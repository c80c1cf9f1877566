pub mod error;
pub mod paths;
pub mod settings;

pub use error::ConfigError;
pub use paths::{
    default_projects_root, KEEP_PROJECTS_ENV, POLL_INTERVAL_ENV, PROJECTS_ROOT_ENV,
    READY_TIMEOUT_ENV, SCAFFOLD_TOOL_ENV, SETTINGS_PATH_ENV, STOP_GRACE_ENV,
};
pub use settings::HarnessSettings;
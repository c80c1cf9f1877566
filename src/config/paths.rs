use std::path::PathBuf;

pub const PROJECTS_DIR_NAME: &str = "stagehand";

pub const SETTINGS_PATH_ENV: &str = "STAGEHAND_SETTINGS";
pub const SCAFFOLD_TOOL_ENV: &str = "STAGEHAND_SCAFFOLD_TOOL";
pub const PROJECTS_ROOT_ENV: &str = "STAGEHAND_PROJECTS_ROOT";
pub const READY_TIMEOUT_ENV: &str = "STAGEHAND_READY_TIMEOUT_SECONDS";
pub const POLL_INTERVAL_ENV: &str = "STAGEHAND_POLL_INTERVAL_MILLISECONDS";
pub const STOP_GRACE_ENV: &str = "STAGEHAND_STOP_GRACE_SECONDS";
pub const KEEP_PROJECTS_ENV: &str = "STAGEHAND_KEEP_PROJECTS";

/// Shared root under which every instance gets its own directory.
pub fn default_projects_root() -> PathBuf {
    std::env::temp_dir().join(PROJECTS_DIR_NAME)
}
========
What you need to do -
Give back exactly the lines of the listing above, starting with its first line and ending with the line that holds "pub use settings::HarnessSettings;".

Problem solution -
repository c80c1cf9f1877566
pub mod error;
pub mod paths;
pub mod settings;

pub use error::ConfigError;
pub use paths::{
    default_projects_root, KEEP_PROJECTS_ENV, POLL_INTERVAL_ENV, PROJECTS_ROOT_ENV,
    READY_TIMEOUT_ENV, SCAFFOLD_TOOL_ENV, SETTINGS_PATH_ENV, STOP_GRACE_ENV,
};
pub use settings::HarnessSettings;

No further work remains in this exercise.